December 26, 2016

Since Donald Trump was elected, a few noteworthy things have happened.

For instance, the correlation between stocks and bonds is near zero. It’s almost always strongly positive or negative. When the correlation is strong, investors lose diversification. When stocks and bonds are negatively correlated (as they are now), bond yields tend to shoot up.

This chart from the Wall Street Journal the rarity of the situation:

As I wrote at the beginning of 2016, low rates are forcing investors to either save more for longer or assume more risk. In the 1990′s you could expect a 6 percent return in a money market account. And with some risk, 8-10 percent returns on corporate bonds weren’t out of the norm.

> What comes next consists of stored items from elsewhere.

//! Yes/no confirmation dialog, used for quitting and deleting records

use crate::action::Action;
use crate::component::Component;
use crate::components::centered_popup;
use anyhow::Result;
use crossterm::event::{KeyCode, KeyEvent};
use ratatui::{
    layout::{Alignment, Rect},
    style::{Color, Modifier, Style},
    text::{Line, Span},
    widgets::{Block, Borders, Clear, Paragraph},
    Frame,
};
use unicode_width::UnicodeWidthStr;

pub struct ConfirmDialog {
    title: String,
    question: String,
    on_confirm: Action,
}

impl ConfirmDialog {
    pub fn new(title: &str, question: &str, on_confirm: Action) -> Self {
        Self {
            title: title.to_string(),
            question: question.to_string(),
            on_confirm,
        }
    }

    pub fn quit() -> Self {
        Self::new("Quit?", "Are you sure you want to quit?", Action::ForceQuit)
    }

    pub fn delete(id: i64, name: &str) -> Self {
        Self::new(
            "Delete?",
            &format!("Are you sure you want to delete '{}'?", name),
            Action::ConfirmDelete(id),
        )
    }

    #[cfg(test)]
    pub fn question(&self) -> &str {
        &self.question
    }
}

impl Component for ConfirmDialog {
    fn handle_key_event(&mut self, key: KeyEvent) -> Result<Option<Action>> {
        let action = match key.code {
            KeyCode::Char('y') | KeyCode::Char('Y') => Some(self.on_confirm.clone()),
            KeyCode::Char('n') | KeyCode::Char('N') | KeyCode::Esc => Some(Action::CloseModal),
            _ => None,
        };
        Ok(action)
    }

    fn draw(&mut self, frame: &mut Frame, area: Rect) -> Result<()> {
        let width = u16::try_from(self.question.width())
            .unwrap_or(u16::MAX)
            .saturating_add(6)
            .max(40);
        let popup_area = centered_popup(area, width, 7);

        frame.render_widget(Clear, popup_area);

        let content = vec![
            Line::from(""),
            Line::from(Span::styled(
                self.question.clone(),
                Style::default()
                    .fg(Color::White)
                    .add_modifier(Modifier::BOLD),
            )),
            Line::from(""),
            Line::from(vec![
                Span::styled(
                    " y ",
                    Style::default()
                        .fg(Color::Green)
                        .add_modifier(Modifier::BOLD),
                ),
                Span::raw("Yes  "),
                Span::styled(
                    " n/Esc ",
                    Style::default().fg(Color::Red).add_modifier(Modifier::BOLD),
                ),
                Span::raw("No, cancel"),
            ]),
        ];

        let paragraph = Paragraph::new(content)
            .block(
                Block::default()
                    .borders(Borders::ALL)
                    .border_style(Style::default().fg(Color::Yellow))
                    .title(format!(" {} ", self.title))
                    .title_style(
                        Style::default()
                            .fg(Color::Yellow)
                            .add_modifier(Modifier::BOLD),
                    ),
            )
            .alignment(Alignment::Center);

        frame.render_widget(paragraph, popup_area);
        Ok(())
    }
}

#[cfg(test)]
mod tests {
    use super::*;
    use crossterm::event::KeyModifiers;
    use ratatui::{backend::TestBackend, Terminal};

    fn press(dialog: &mut ConfirmDialog, c: char) -> Option<Action> {
        dialog
            .handle_key_event(KeyEvent::new(KeyCode::Char(c), KeyModifiers::NONE))
            .unwrap()
    }

    #[test]
    fn test_delete_confirmation() {
        let mut dialog = ConfirmDialog::delete(42, "Shark");
        assert!(dialog.question().contains("Shark"));
        assert_eq!(press(&mut dialog, 'y'), Some(Action::ConfirmDelete(42)));
        assert_eq!(press(&mut dialog, 'n'), Some(Action::CloseModal));
        assert_eq!(press(&mut dialog, 'x'), None);
    }

    #[test]
    fn test_draw_with_very_long_name() {
        let name = "Tiger".repeat(20_000);
        let mut dialog = ConfirmDialog::delete(1, &name);
        let mut terminal = Terminal::new(TestBackend::new(80, 20)).unwrap();
        terminal
            .draw(|frame| dialog.draw(frame, frame.area()).unwrap())
            .unwrap();

        let screen: String = terminal
            .backend()
            .buffer()
            .content()
            .iter()
            .map(|cell| cell.symbol())
            .collect();
        assert!(screen.contains("Delete?"));
    }

    #[test]
    fn test_quit_confirmation() {
        let mut dialog = ConfirmDialog::quit();
        assert_eq!(press(&mut dialog, 'Y'), Some(Action::ForceQuit));
    }
}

Not anymore. Today, those in and near retirement are piling into stocks because low-rate policies have killed those 90′s returns. I’d suggest they shouldn’t be so heavily invested in stocks at that stage of retirement. The counterpoint is they’re in “safe” stocks like AT&T, Phillip Morris and so on. Well Phillip Morris’ P/E ratio is hovering in the 20′s, which I wouldn’t consider safe.

But that’s today’s market – historically “safe” stocks are trading at 20-30x multipliers, when they should probably be in the mid-single digits. On top of that, insiders transactions are down. Are executives’ own stocks unattractive? It seems so. Out on main street, auto sales are down, which often happens before a recession.

More Wall Street Journal charts illustrate the point:

Unfortunately, there are many indicators out there pointing to us being worse off. And I don’t mean to end the year on a down note, but several analysts are expecting a recession next year.

I’m hopeful for the best, but preparing for less fortunate outcomes.